Cohort studies have found that social engagement is associated with larger brain volume.

Non-modifiable risk factors include a family history of dementia and having a certain variant (APOE4) of the apolipoprotein allele, which is responsible for cholesterol transport and mediation in the brain. Individuals with 1 copy of APOE4 have a 2- to 4-fold increased risk of AD while those who have inherited 2 copies have 10-fold increased risk.

While disturbances in the sleep cycle and altered circadian rhythms are common symptoms of dementia and Alzheimer’s disease, sleep quality throughout one’s lifetime is gaining momentum as a possible factor associated with eventual development of AD.

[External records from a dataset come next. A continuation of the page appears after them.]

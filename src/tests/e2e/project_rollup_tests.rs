// End-to-end rollup scenario through the application handlers: a project
// with one subtask-backed activity and one standalone activity, exercised
// the way the dashboard drives the API.

use std::sync::Arc;

use chrono::NaiveDate;

use crate::modules::tracker::core::entities::SubtaskPatch;
use crate::modules::tracker::core::status::ProgressStatus;
use crate::modules::tracker::use_cases::activities::handler::{ActivitiesHandler, NewActivity};
use crate::modules::tracker::use_cases::projects::handler::{NewProject, ProjectsHandler};
use crate::modules::tracker::use_cases::subtasks::handler::{NewSubtask, SubtasksHandler};
use crate::shared::infrastructure::store::ProjectStore;
use crate::shared::infrastructure::store::in_memory::InMemoryEntityStore;

fn new_project(code: &str) -> NewProject {
    NewProject {
        code: code.into(),
        name: "Factory rollout".into(),
        description: None,
        priority: Default::default(),
        owner_ids: vec![],
        planned_start: None,
        planned_end: None,
        approved: true,
        notes: None,
    }
}

fn new_activity(code: &str, project_id: uuid::Uuid, progress: Option<i32>) -> NewActivity {
    NewActivity {
        code: code.into(),
        project_id,
        task: "Install racks".into(),
        assignee_ids: vec![],
        progress,
        planned_hours: 0,
        used_hours: 0,
        planned_days: None,
        start_date: None,
        notes: None,
    }
}

fn new_subtask(code: &str, activity_id: uuid::Uuid, progress: Option<i32>) -> NewSubtask {
    NewSubtask {
        code: code.into(),
        activity_id,
        name: "Pull cables".into(),
        assignee_ids: vec![],
        start_date: None,
        end_date: None,
        progress,
        planned_hours: 0,
        used_hours: 0,
        planned_days: None,
        notes: None,
    }
}

#[tokio::test]
async fn rolls_subtask_progress_up_to_the_project_view() {
    let store = Arc::new(InMemoryEntityStore::new());
    let projects = ProjectsHandler::new(store.clone());
    let activities = ActivitiesHandler::new(store.clone());
    let subtasks = SubtasksHandler::new(store.clone());

    let project = projects.create(new_project("prj-0001")).await.unwrap();
    let backed = activities
        .create(new_activity("act-0001", project.id, None))
        .await
        .unwrap();
    activities
        .create(new_activity("act-0002", project.id, Some(80)))
        .await
        .unwrap();

    let open = subtasks
        .create(new_subtask("st-0001", backed.id, Some(0)))
        .await
        .unwrap();
    subtasks
        .create(new_subtask("st-0002", backed.id, Some(100)))
        .await
        .unwrap();

    // subtasks [0, 100] -> activity 50; activities (50, 80) -> project 65
    let view = projects.get(project.id).await.unwrap();
    assert_eq!(view.project.progress, 65);
    assert_eq!(view.status, ProgressStatus::InProgress);

    // the denormalized column agrees with the freshly computed value
    let stored = store.get_project(project.id).await.unwrap();
    assert_eq!(stored.progress, 65);

    // finishing the open subtask moves the whole chain
    subtasks
        .update(
            open.id,
            SubtaskPatch {
                progress: Some(100),
                ..Default::default()
            },
        )
        .await
        .unwrap();
    let view = projects.get(project.id).await.unwrap();
    assert_eq!(view.project.progress, 90); // round(mean(100, 80))

    let today = NaiveDate::from_ymd_opt(2024, 1, 5).unwrap();
    let stats = projects.stats(project.id, today).await.unwrap();
    assert_eq!(stats.total_activities, 2);
    assert_eq!(stats.overall_progress, 90);
    assert_eq!(stats.completed, 1);
    assert_eq!(stats.in_progress, 1);
}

Helping patients achieve better sleep may help reduce their risk of developing the disease.

While experimental studies in humans are rare, there are animal models of sleep-related causation. The results of these studies are compelling.

In 2009, Kang and colleagues reported that beta amyloid dynamics were found to be regulated by the sleep-wake cycle in mice.

In 2013, Xie and colleagues reported that in mice sleep was associated with naturally-occurring flushing/removal of exogenous AB from the brain by cerebrospinal fluid.

Others have found that deprivation of sleep exacerbates neuronal injury and tau phosphorylation.

Recently, key cross-sectional studies have shown an association between Alzheimer’s and sleep variables in humans.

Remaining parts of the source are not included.